Just Electric, it would be best for you to get a hold of an NEC Handbook. That will explain what would take a while to type.

See 680.26 & 680.42


----------



## electricista (Jan 11, 2009)

Speedy Petey said:


> Whew! I just checked my '08 book and CD. Yup, still there. I thought someone stole 680.26 from it after you saying this.
> 
> Can you explain what you mean "no longer required"? In fact it has been broadened. It used to be only parts that were there needed to be bonded. Now you need to create a grid under "Perimeter Surfaces" if there is no steel reinforcing wire underneath, such as with pavers.


I did say that equipotential bonding disappeared but was referencing the bonding grid. I was under the impression that the grid was removed and a #8 wire could follow the contour of the pool as an alternative means. 680.26(B)(2)(b)


----------



## Speedy Petey (Jan 10, 2007)

The "grid" was never really a specific tangible thing. It was a series of bonding requirements that made up the grid.

Here is a good Mike Holt graphic. All of the green wires and reinforcing steel in this picture make up the grid.


----------



## Speedy Petey (Jan 10, 2007)

Oh, and without actually checking my books, nothing was removed. Only the new "mat" requirement was added.


----------



## Speedy Petey (Jan 10, 2007)

OK, I checked to be sure.

Nothing was really removed, only re-worded and things added. 
The comment about not having to extend the #8 grid wire to a panel or electrode was changed from an fpn to actual text now.

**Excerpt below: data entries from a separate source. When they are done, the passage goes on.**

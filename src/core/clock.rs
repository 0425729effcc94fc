//! Pure day/month boundary math. Every function is deterministic given its
//! inputs; `now` is pinned once per request by the handler and passed down so
//! that all window computations inside one request agree.

use chrono::{DateTime, Days, Duration, NaiveDate, NaiveTime, Utc};

/// Half-open `[start_of_day, start_of_next_day)` at UTC midnight.
pub fn day_bounds(date: NaiveDate) -> (DateTime<Utc>, DateTime<Utc>) {
    let start = date.and_time(NaiveTime::MIN).and_utc();
    let end = (date + Days::new(1)).and_time(NaiveTime::MIN).and_utc();
    (start, end)
}

/// Late iff the time-of-day is strictly past work start plus the grace
/// window; 09:00 start with the default 30-minute window yields the 09:30
/// cutoff.
pub fn is_late(check_in: DateTime<Utc>, working_start: NaiveTime, grace_minutes: i64) -> bool {
    let cutoff = working_start + Duration::minutes(grace_minutes);
    check_in.time() > cutoff
}

/// Half-open `[first_of_month, first_of_next_month)`; `None` for a month
/// outside 1..=12.
pub fn month_bounds(year: i32, month: u32) -> Option<(DateTime<Utc>, DateTime<Utc>)> {
    let first = NaiveDate::from_ymd_opt(year, month, 1)?;
    let (next_year, next_month) = if month == 12 {
        (year + 1, 1)
    } else {
        (year, month + 1)
    };
    let next = NaiveDate::from_ymd_opt(next_year, next_month, 1)?;
    Some((
        first.and_time(NaiveTime::MIN).and_utc(),
        next.and_time(NaiveTime::MIN).and_utc(),
    ))
}

/// An explicit end date is widened to the last representable instant of that
/// day, so a `[2026-01-01, 2026-01-31]` filter covers the whole final day.
pub fn end_of_day(date: NaiveDate) -> DateTime<Utc> {
    date.and_time(NaiveTime::from_hms_milli_opt(23, 59, 59, 999).unwrap())
        .and_utc()
}

/// Resolved aggregation window. Bounds stay optional so that a caller
/// providing only one side constrains only that side; the `period_*`
/// accessors give the concrete envelope reports display.
#[derive(Debug, Clone, Copy)]
pub struct Window {
    pub start: Option<DateTime<Utc>>,
    pub end: Option<DateTime<Utc>>,
    pub now: DateTime<Utc>,
}

impl Window {
    /// Both bounds absent -> the last 30 days ending at `now`.
    pub fn resolve(
        start_date: Option<NaiveDate>,
        end_date: Option<NaiveDate>,
        now: DateTime<Utc>,
    ) -> Self {
        match (start_date, end_date) {
            (None, None) => Window {
                start: Some(now - Duration::days(30)),
                end: None,
                now,
            },
            _ => Window {
                start: start_date.map(|d| day_bounds(d).0),
                end: end_date.map(end_of_day),
                now,
            },
        }
    }

    pub fn period_start(&self) -> DateTime<Utc> {
        self.start.unwrap_or(self.now - Duration::days(30))
    }

    pub fn period_end(&self) -> DateTime<Utc> {
        self.end.unwrap_or(self.now)
    }
}

#[cfg(test)]
mod tests {
    use super::*;
    use chrono::TimeZone;

    fn hms(h: u32, m: u32, s: u32) -> DateTime<Utc> {
        Utc.with_ymd_and_hms(2026, 1, 5, h, m, s).unwrap()
    }

    #[test]
    fn day_bounds_are_half_open_at_midnight() {
        let (start, end) = day_bounds(NaiveDate::from_ymd_opt(2026, 1, 5).unwrap());
        assert_eq!(start, Utc.with_ymd_and_hms(2026, 1, 5, 0, 0, 0).unwrap());
        assert_eq!(end, Utc.with_ymd_and_hms(2026, 1, 6, 0, 0, 0).unwrap());
    }

    #[test]
    fn lateness_cutoff_is_start_plus_grace() {
        let start = NaiveTime::from_hms_opt(9, 0, 0).unwrap();
        assert!(!is_late(hms(9, 29, 0), start, 30));
        assert!(!is_late(hms(9, 30, 0), start, 30));
        assert!(is_late(hms(9, 30, 1), start, 30));
        assert!(is_late(hms(9, 31, 0), start, 30));
    }

    #[test]
    fn month_bounds_roll_over_the_year() {
        let (start, end) = month_bounds(2025, 12).unwrap();
        assert_eq!(start, Utc.with_ymd_and_hms(2025, 12, 1, 0, 0, 0).unwrap());
        assert_eq!(end, Utc.with_ymd_and_hms(2026, 1, 1, 0, 0, 0).unwrap());
        assert!(month_bounds(2026, 0).is_none());
        assert!(month_bounds(2026, 13).is_none());
    }

    #[test]
    fn window_defaults_to_last_thirty_days() {
        let now = hms(12, 0, 0);
        let window = Window::resolve(None, None, now);
        assert_eq!(window.start, Some(now - Duration::days(30)));
        assert_eq!(window.end, None);
        assert_eq!(window.period_end(), now);
    }

    #[test]
    fn explicit_end_date_is_widened_to_end_of_day() {
        let now = hms(12, 0, 0);
        let end = NaiveDate::from_ymd_opt(2026, 1, 4).unwrap();
        let window = Window::resolve(None, Some(end), now);
        assert_eq!(window.start, None);
        assert_eq!(
            window.end.unwrap(),
            Utc.with_ymd_and_hms(2026, 1, 4, 23, 59, 59)
                .unwrap()
                .checked_add_signed(Duration::milliseconds(999))
                .unwrap()
        );
    }

    #[test]
    fn single_sided_window_keeps_the_other_bound_open() {
        let now = hms(12, 0, 0);
        let start = NaiveDate::from_ymd_opt(2026, 1, 1).unwrap();
        let window = Window::resolve(Some(start), None, now);
        assert_eq!(
            window.start,
            Some(Utc.with_ymd_and_hms(2026, 1, 1, 0, 0, 0).unwrap())
        );
        assert_eq!(window.end, None);
        assert_eq!(window.period_end(), now);
    }
}
use crate::{
    api::{attendance, daily_report, dashboard, notification, report, settings, users},
    auth::{handlers, middleware::auth_middleware},
    config::Config,
};
use actix_governor::{
    Governor, GovernorConfigBuilder, PeerIpKeyExtractor, governor::middleware::NoOpMiddleware,
};
use actix_web::{middleware::from_fn, web};
use std::sync::Arc;

pub fn configure(cfg: &mut web::ServiceConfig, config: Config) {
    // Helper to build per-route limiter
    fn build_limiter(requests_per_min: u32) -> Governor<PeerIpKeyExtractor, NoOpMiddleware> {
        let per_ms = if requests_per_min == 0 {
            1
        } else {
            60_000 / requests_per_min as u64
        };
        let cfg = GovernorConfigBuilder::default()
            .per_millisecond(per_ms)
            .burst_size(requests_per_min)
            .key_extractor(PeerIpKeyExtractor)
            .finish()
            .unwrap();
        Governor::new(&cfg)
    }

    let login_limiter = Arc::new(build_limiter(config.rate_login_per_min));
    let register_limiter = Arc::new(build_limiter(config.rate_register_per_min));
    let refresh_limiter = Arc::new(build_limiter(config.rate_refresh_per_min));
    let protected_limiter = Arc::new(build_limiter(config.rate_protected_per_min));

    // Public routes
    cfg.service(
        web::scope("/auth")
            .service(
                web::resource("/login")
                    .wrap(login_limiter.clone())
                    .route(web::post().to(handlers::login)),
            )
            .service(
                web::resource("/register")
                    .wrap(register_limiter.clone())
                    .route(web::post().to(handlers::register)),
            )
            .service(
                web::resource("/refresh")
                    .wrap(refresh_limiter.clone())
                    .route(web::post().to(handlers::refresh_token)),
            )
            .service(
                web::resource("/logout")
                    .wrap(login_limiter.clone())
                    .route(web::post().to(handlers::logout)),
            ),
    );

    // Protected routes
    cfg.service(
        web::scope(&config.api_prefix)
            .wrap(from_fn(auth_middleware)) // authentication
            .wrap(protected_limiter) // rate limiting
            .service(web::resource("/me").route(web::get().to(handlers::me)))
            .service(
                web::scope("/attendance")
                    .service(
                        web::resource("/check-in")
                            .route(web::post().to(attendance::check_in)),
                    )
                    .service(
                        web::resource("/check-out")
                            .route(web::post().to(attendance::check_out)),
                    )
                    .service(web::resource("/me").route(web::get().to(attendance::my_attendance)))
                    .service(
                        web::resource("/stats").route(web::get().to(attendance::attendance_stats)),
                    )
                    .service(
                        web::resource("/calendar/{user_id}")
                            .route(web::get().to(attendance::attendance_calendar)),
                    )
                    .service(
                        web::resource("/wfh-request")
                            .route(web::post().to(attendance::create_wfh_request)),
                    )
                    .service(
                        web::resource("/wfh-request/{id}")
                            .route(web::put().to(attendance::update_wfh_request)),
                    )
                    .service(
                        web::resource("/wfh-requests")
                            .route(web::get().to(attendance::wfh_requests)),
                    )
                    // /attendance
                    .service(
                        web::resource("").route(web::get().to(attendance::all_attendance)),
                    ),
            )
            .service(
                web::scope("/reports")
                    .service(
                        web::resource("/daily")
                            .route(web::post().to(daily_report::create_daily_report)),
                    )
                    .service(
                        web::resource("/daily/{id}")
                            .route(web::put().to(daily_report::review_daily_report))
                            .route(web::get().to(daily_report::employee_daily_reports)),
                    )
                    .service(
                        web::resource("/attendance")
                            .route(web::get().to(report::attendance_report)),
                    )
                    .service(
                        web::resource("/performance")
                            .route(web::get().to(report::performance_report)),
                    )
                    .service(
                        web::resource("/key-insights").route(web::get().to(report::key_insights)),
                    )
                    .service(web::resource("/export").route(web::get().to(report::export_report))),
            )
            .service(
                web::scope("/notifications")
                    .service(
                        web::resource("/read-all")
                            .route(web::put().to(notification::mark_all_read)),
                    )
                    .service(
                        web::resource("/{id}/read").route(web::put().to(notification::mark_read)),
                    )
                    // /notifications
                    .service(
                        web::resource("")
                            .route(web::get().to(notification::list_notifications))
                            .route(web::post().to(notification::create_notification)),
                    ),
            )
            .service(
                web::scope("/dashboard")
                    .service(web::resource("/summary").route(web::get().to(dashboard::summary))),
            )
            .service(
                web::scope("/settings")
                    // /settings
                    .service(
                        web::resource("")
                            .route(web::get().to(settings::get_settings))
                            .route(web::put().to(settings::update_settings)),
                    ),
            )
            .service(
                web::scope("/users")
                    // /users
                    .service(web::resource("").route(web::get().to(users::list_users))),
            ),
    );
}

// LOGIN
//  ├─ access_token (15 min)
//  └─ refresh_token (7 days)

// API REQUEST
//  └─ Authorization: Bearer access_token

// ACCESS EXPIRED
//  └─ POST /refresh with refresh_token
//       └─ returns new access_token
use crate::auth::auth::AuthUser;
use crate::core::aggregate;
use actix_web::{HttpResponse, Responder, web};
use chrono::Utc;
use sqlx::MySqlPool;

/// Today's headline numbers plus overall workspace counters
#[utoipa::path(
    get,
    path = "/api/v1/dashboard/summary",
    responses(
        (status = 200, description = "Dashboard summary", body = crate::core::aggregate::DashboardSummary),
        (status = 401, description = "Unauthorized")
    ),
    security(
        ("bearer_auth" = [])
    ),
    tag = "Dashboard"
)]
pub async fn summary(
    auth: AuthUser,
    pool: web::Data<MySqlPool>,
) -> actix_web::Result<impl Responder> {
    let summary = aggregate::dashboard_summary(pool.get_ref(), auth.user_id, Utc::now()).await?;

    Ok(HttpResponse::Ok().json(summary))
}
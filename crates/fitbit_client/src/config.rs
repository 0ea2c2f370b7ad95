use crate::FitbitError;
use secrecy::SecretString;
use std::collections::HashMap;
use std::path::Path;

pub const DEFAULT_BASE_URL: &str = "https://api.fitbit.com";

#[derive(Clone, Debug)]
pub struct Config {
    pub client_id: String,
    pub client_secret: SecretString,
    pub base_url: String,
}

impl Config {
    pub fn from_env() -> Result<Self, FitbitError> {
        Self::from_env_with(|k| std::env::var(k).ok())
    }

    /// Testable helper that reads configuration values using the provided
    /// function. This avoids mutating global environment in tests.
    pub fn from_env_with<F>(mut get: F) -> Result<Self, FitbitError>
    where
        F: FnMut(&str) -> Option<String>,
    {
        let client_id = get("FITBIT_CLIENT_ID")
            .ok_or_else(|| FitbitError::Config("FITBIT_CLIENT_ID missing".into()))?;
        let client_secret = get("FITBIT_CLIENT_SECRET")
            .ok_or_else(|| FitbitError::Config("FITBIT_CLIENT_SECRET missing".into()))?;
        let base_url = get("FITBIT_API_BASE_URL").unwrap_or_else(|| DEFAULT_BASE_URL.into());
        Ok(Self {
            client_id,
            client_secret: SecretString::new(client_secret.into()),
            base_url,
        })
    }
}

/// Parse a `KEY=value` credential file into a map.
///
/// A missing file yields an empty map so callers can fall back to the
/// process environment.
pub fn read_env_file(path: &Path) -> Result<HashMap<String, String>, FitbitError> {
    if !path.exists() {
        return Ok(HashMap::new());
    }
    let iter = dotenvy::from_path_iter(path)
        .map_err(|e| FitbitError::Config(format!("reading {}: {e}", path.display())))?;
    let mut values = HashMap::new();
    for item in iter {
        let (key, value) =
            item.map_err(|e| FitbitError::Config(format!("parsing {}: {e}", path.display())))?;
        values.insert(key, value);
    }
    Ok(values)
}

#[cfg(test)]
mod tests {
    use super::*;
    use secrecy::ExposeSecret;
    use std::io::Write;

    #[test]
    fn from_env_missing_client_id() {
        let get = |k: &str| match k {
            "FITBIT_CLIENT_SECRET" => Some("shh".into()),
            _ => None,
        };
        let res = Config::from_env_with(get);
        assert!(res.is_err());
    }

    #[test]
    fn from_env_reads_values() {
        let get = |k: &str| match k {
            "FITBIT_CLIENT_ID" => Some("ABC123".into()),
            "FITBIT_CLIENT_SECRET" => Some("sekrit".into()),
            "FITBIT_API_BASE_URL" => Some("http://localhost".into()),
            _ => None,
        };
        let cfg = Config::from_env_with(get).expect("cfg");
        assert_eq!(cfg.client_id, "ABC123");
        assert_eq!(cfg.client_secret.expose_secret(), "sekrit");
        assert_eq!(cfg.base_url, "http://localhost");
    }

    #[test]
    fn base_url_defaults_to_fitbit() {
        let get = |k: &str| match k {
            "FITBIT_CLIENT_ID" => Some("ABC123".into()),
            "FITBIT_CLIENT_SECRET" => Some("sekrit".into()),
            _ => None,
        };
        let cfg = Config::from_env_with(get).expect("cfg");
        assert_eq!(cfg.base_url, DEFAULT_BASE_URL);
    }

    #[test]
    fn read_env_file_parses_quoted_values() {
        let mut file = tempfile::NamedTempFile::new().expect("tmp");
        writeln!(file, "# credentials").unwrap();
        writeln!(file, "FITBIT_CLIENT_ID=ABC123").unwrap();
        writeln!(file, "FITBIT_ACCESS_TOKEN='tok.en'").unwrap();
        let values = read_env_file(file.path()).expect("parse");
        assert_eq!(values.get("FITBIT_CLIENT_ID").map(String::as_str), Some("ABC123"));
        assert_eq!(values.get("FITBIT_ACCESS_TOKEN").map(String::as_str), Some("tok.en"));
    }

    #[test]
    fn read_env_file_missing_is_empty() {
        let dir = tempfile::tempdir().expect("dir");
        let values = read_env_file(&dir.path().join("absent.env")).expect("parse");
        assert!(values.is_empty());
    }
}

Oh, and let's not forget the completely idiotic "pool water" bonding requirement.  :laughing:


----------



## Just Electric (Feb 14, 2009)

Speedy Petey said:


> Just Electric, it would be best for you to get a hold of an NEC Handbook. That will explain what would take a while to type.
> 
> See 680.26 & 680.42


I have read through it and talked with the pool guy... Totally understand now!!! Thanks for your time!


----------



## electricista (Jan 11, 2009)

In the 2005 NEC the grid structure was clearly defined in art. 680.26(C)(3)(b) and was to cover the decking of the pool. My understanding is that grid on the decking around the pool - perimeter area- is no longer required in NEC 2008. Equipotential bonding is but not the grid. Am I wrong here.


----------



## Speedy Petey (Jan 10, 2007)

680.26(B)(2) Perimeter Surfaces" was added in 2008

You are right about 680.26(C) being removed. Actually the wording from that was just moved into 680.26(B).


----------



## leland (Dec 28, 2007)

Speedy Petey said:


> OK, I checked to be sure.
> 
> Nothing was really removed, only re-worded and things added.
> The comment about not having to extend the #8 grid wire to a panel or electrode was changed from an fpn to actual text now.
> ...



At least they kept it to only plastic liners.:no:


----------



## yoockon (Feb 28, 2009)

Hi Guys.
Was just reading your thread and thought I'd join in.
I specialize in pools for the last 10 years and have about 8000 under my belt.
The bond wire can be stranded in the light niche, but has to be solid from the eqpmt to the pool steel. I assume becasue it is always exposed to the elements on the equipment end, it neeeds to be solid because each strand would corrode quickly if it was stranded. Also, the bare copper grounding loop around the pool has to be solid and bare to serve the purpose of bonding the deck. This is an excepted way of bonding the deck in the 2008 code as opposed to the grid that was being required before. Between the grid, the new gfci rules, and all the other new requirements going on with pools, they're gonna put us all out of business. Seem's like they add hundreds of dollars to what it takes to wire a pool every time a new code comes out.


----------



## yoockon (Feb 28, 2009)

The grid was in fact a grid. I don't remember the dimensions, but for a while, we were buying rolls of copper "fence" at the tune of $500 a roll. ( about 100'). It had to be placed around the perimeter of the pool. The '08 code has replaced that with a single copper conductor. The manufacturers of that grid are still fighting to get it reinstated.
It's all about the money!!


----------



## Speedy Petey (Jan 10, 2007)

A stucco build-in pool usually had a grid work of reinforcing mesh that was a grid. That could be the grid, as well as the meal structural walls of a liner pool.
The point prior to 2008 was that if there were no metal walls, or no reinforcing steel mesh then you had to create the "grid out of copper. The is what is referenced in 680.26(C)(3) in the 2005 and earlier.

Like in the image below, they are pointing to the mesh grid with the red words. The same could be shown with metal walls.

I guess 680.26(C)(3) was there in the rare instance where no mesh and no metal walls were used.


----------



## yoockon (Feb 28, 2009)

Yea, i was referring more to the "perimeter" grid. I see we live in different parts of the country, so i wonder how differently things are done up there. we get quite a few vinyl liner pools and fiberglass pools. Those are the ones with no grid in the shell, of course.
I wasn't able to see the picture you referenced. ??


----------